Figure 1. Clinical image showing coppery red papules and nodules on the back. [Copyright: ©2017 Ankad et al.]

Figure 2. Dermoscopy demonstrating whitish-yellow structureless area (black star), peripheral rim of brownish pigmentation (black arrows) and linear branching vessels (yellow arrow). [Copyright: ©2017 Ankad et al.]

Figure 3. Histopathology showing epidermal atrophy, Grenz zone. Dermis is replaced by spindle shaped histiocytes in an interlacing pattern (H & E, 10x). [Copyright: ©2017 Ankad et al.]

Discussion

HL is known for unusual presentations that challenge clinicians in the diagnosis. HL presents as asymptomatic non-tender nodules. There are many reports of unusual manifestations of HL. This necessitates the need for histopathological examination for confirmation [4]. Dermoscopy, being a non-invasive technique, can expand the armamentarium of diagnostic methods in HL. Since all types of leprosy are endemic to the Indian subcontinent, dermoscopy can be a better screening method considering the time, cost and experience as compared to histopathological diagnosis. Although dermoscopic patterns in granulomatous conditions such as granuloma annulare, sarcoidosis and lupus vulgaris have been studied, there are no descriptions of dermoscopy of HL in the literature [3,5].

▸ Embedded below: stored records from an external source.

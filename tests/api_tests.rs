use std::collections::HashMap;
use std::sync::atomic::{AtomicUsize, Ordering};
use std::sync::Arc;

use axum_test::TestServer;
use serde_json::Value;

use movie_recommender::{
    error::{AppError, AppResult},
    models::{Catalog, CatalogEntry, SimilarityMatrix, TmdbMovie},
    routes::{create_router, AppState},
    services::{providers::MetadataProvider, PosterResolver, Recommender},
    store::ModelArtifacts,
};

const PLACEHOLDER: &str = "https://via.placeholder.com/200x300?text=No+Image";

/// Canned metadata keyed by movie ID; unknown IDs fail like a 404
struct FakeProvider {
    posters: HashMap<i64, Option<String>>,
    calls: AtomicUsize,
}

#[async_trait::async_trait]
impl MetadataProvider for FakeProvider {
    async fn fetch_movie(&self, movie_id: i64) -> AppResult<TmdbMovie> {
        self.calls.fetch_add(1, Ordering::SeqCst);
        match self.posters.get(&movie_id) {
            Some(poster_path) => Ok(TmdbMovie {
                poster_path: poster_path.clone(),
            }),
            None => Err(AppError::ExternalApi(
                "TMDB API returned status 404 Not Found".to_string(),
            )),
        }
    }

    fn name(&self) -> &'static str {
        "fake"
    }
}

fn create_test_server() -> (TestServer, Arc<FakeProvider>) {
    let catalog = Catalog::new(vec![
        CatalogEntry::new(1, "Movie A"),
        CatalogEntry::new(2, "Movie B"),
        CatalogEntry::new(3, "Movie C"),
        CatalogEntry::new(4, "Movie D"),
        CatalogEntry::new(5, "Movie E"),
        CatalogEntry::new(6, "Movie F"),
        CatalogEntry::new(7, "Movie G"),
    ]);
    let similarity = SimilarityMatrix::new(vec![
        vec![1.0, 0.2, 0.9, 0.4, 0.4, 0.1, 0.8],
        vec![0.2, 1.0, 0.3, 0.5, 0.6, 0.7, 0.1],
        vec![0.9, 0.3, 1.0, 0.2, 0.2, 0.2, 0.3],
        vec![0.4, 0.5, 0.2, 1.0, 0.9, 0.1, 0.2],
        vec![0.4, 0.6, 0.2, 0.9, 1.0, 0.3, 0.2],
        vec![0.1, 0.7, 0.2, 0.1, 0.3, 1.0, 0.5],
        vec![0.8, 0.1, 0.3, 0.2, 0.2, 0.5, 1.0],
    ])
    .unwrap();
    let artifacts = ModelArtifacts::new(catalog, similarity).unwrap();

    let provider = Arc::new(FakeProvider {
        posters: HashMap::from([
            (2, Some("/b.jpg".to_string())),
            (3, Some("/c.jpg".to_string())),
            (4, Some("/d.jpg".to_string())),
            (5, None),
            (7, Some("/g.jpg".to_string())),
        ]),
        calls: AtomicUsize::new(0),
    });

    let posters = PosterResolver::new(
        provider.clone(),
        "https://image.tmdb.org/t/p/w500".to_string(),
        PLACEHOLDER.to_string(),
    );
    let recommender = Recommender::new(&artifacts, posters);
    let app = create_router(AppState::new(recommender));

    (TestServer::new(app).unwrap(), provider)
}

#[tokio::test]
async fn test_health_check() {
    let (server, _) = create_test_server();
    let response = server.get("/health").await;
    response.assert_status_ok();
    let body: Value = response.json();
    assert_eq!(body["status"], "healthy");
}

#[tokio::test]
async fn test_list_titles_in_catalog_order() {
    let (server, _) = create_test_server();
    let response = server.get("/api/v1/titles").await;
    response.assert_status_ok();

    let titles: Vec<String> = response.json();
    assert_eq!(titles.len(), 7);
    assert_eq!(titles[0], "Movie A");
    assert_eq!(titles[6], "Movie G");
}

#[tokio::test]
async fn test_recommendations_for_known_title() {
    let (server, provider) = create_test_server();

    let response = server
        .get("/api/v1/recommendations")
        .add_query_param("title", "Movie A")
        .await;
    response.assert_status_ok();

    let body: Value = response.json();
    let titles: Vec<&str> = body["titles"]
        .as_array()
        .unwrap()
        .iter()
        .map(|t| t.as_str().unwrap())
        .collect();
    let posters: Vec<&str> = body["posters"]
        .as_array()
        .unwrap()
        .iter()
        .map(|p| p.as_str().unwrap())
        .collect();

    // Row 0: C 0.9, G 0.8, D 0.4, E 0.4 (tie keeps row order), B 0.2
    assert_eq!(
        titles,
        vec!["Movie C", "Movie G", "Movie D", "Movie E", "Movie B"]
    );
    assert_eq!(
        posters,
        vec![
            "https://image.tmdb.org/t/p/w500//c.jpg",
            "https://image.tmdb.org/t/p/w500//g.jpg",
            "https://image.tmdb.org/t/p/w500//d.jpg",
            PLACEHOLDER,
            "https://image.tmdb.org/t/p/w500//b.jpg",
        ]
    );
    assert_eq!(body["messages"].as_array().unwrap().len(), 0);
    assert_eq!(provider.calls.load(Ordering::SeqCst), 5);
}

#[tokio::test]
async fn test_recommendations_poster_failure_falls_back() {
    let (server, _) = create_test_server();

    // Row 1: F 0.7 (no metadata), E 0.6, D 0.5, C 0.3, A 0.2 (no metadata)
    let response = server
        .get("/api/v1/recommendations")
        .add_query_param("title", "Movie B")
        .await;
    response.assert_status_ok();

    let body: Value = response.json();
    assert_eq!(body["titles"][0], "Movie F");
    assert_eq!(body["posters"][0], PLACEHOLDER);
    assert_eq!(body["titles"][4], "Movie A");
    assert_eq!(body["posters"][4], PLACEHOLDER);

    let messages = body["messages"].as_array().unwrap();
    assert_eq!(messages.len(), 2);
    assert!(messages[0]
        .as_str()
        .unwrap()
        .starts_with("Error fetching poster: "));
}

#[tokio::test]
async fn test_recommendations_unknown_title() {
    let (server, provider) = create_test_server();

    let response = server
        .get("/api/v1/recommendations")
        .add_query_param("title", "movie a")
        .await;
    response.assert_status_ok();

    let body: Value = response.json();
    assert_eq!(body["titles"].as_array().unwrap().len(), 0);
    assert_eq!(body["posters"].as_array().unwrap().len(), 0);
    assert_eq!(body["messages"][0], "Selected movie not found in the dataset.");
    assert_eq!(provider.calls.load(Ordering::SeqCst), 0);
}

#[tokio::test]
async fn test_recommendations_blank_title_rejected() {
    let (server, _) = create_test_server();

    let response = server
        .get("/api/v1/recommendations")
        .add_query_param("title", "   ")
        .expect_failure()
        .await;
    response.assert_status(axum::http::StatusCode::BAD_REQUEST);
}

#[tokio::test]
async fn test_recommendations_missing_title_rejected() {
    let (server, provider) = create_test_server();

    let response = server
        .get("/api/v1/recommendations")
        .expect_failure()
        .await;
    response.assert_status(axum::http::StatusCode::BAD_REQUEST);

    let body: Value = response.json();
    assert!(body["error"].as_str().unwrap().contains("missing"));
    assert_eq!(provider.calls.load(Ordering::SeqCst), 0);
}

#[tokio::test]
async fn test_request_id_echoed() {
    let (server, _) = create_test_server();
    let request_id = "2f1c5a4e-8d3b-4c7a-9e6f-0a1b2c3d4e5f";

    let response = server
        .get("/health")
        .add_header(
            axum::http::HeaderName::from_static("x-request-id"),
            axum::http::HeaderValue::from_static(request_id),
        )
        .await;
    response.assert_status_ok();
    assert_eq!(response.header("x-request-id"), request_id);
}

Generally, yellow-orange structures in combination with linear vessels in branching pattern under dermoscopy suggest granulomatous skin condition [3]. In this case, dermoscopy demonstrated a whitish-yellow structureless area, which was in contrast to previous observations in granulomatous conditions wherein yellow-orange globules were noted. A whitish-yellow structureless area corresponds to granuloma and whitish color is probably due to whorled arrangement of spindle-shaped histiocytes in the granuloma in HL. A peripheral rim of brownish pigmentation was observed, which might be because of color of the skin type. However, pigmentation is not mentioned in literature [3,5]. Vessels were in linear branching patterns, similar to the patterns described in granulomatous conditions, especially in lupus vulgaris and sarcoidosis [3]. Different vascular patterns are described in various granulomatous conditions. In cutaneous leishmaniasis, vessels are in comma-like, dotted, hairpin and linear patterns, whereas in necrobiosis lipoidica, a prominent vascular network is noted. In granuloma annulare, vessels are in dotted or linear [3].

Conclusion

To conclude, dermoscopy of HL shows characteristic patterns of a granulomatous skin condition. A whitish-yellow structureless area and peripheral brownish pigmentation were new dermoscopic observations in HL. To the best of our knowledge, this is first report of dermoscopy of leprosy in general and of HL in particular. Further studies are recommended involving a large sample size.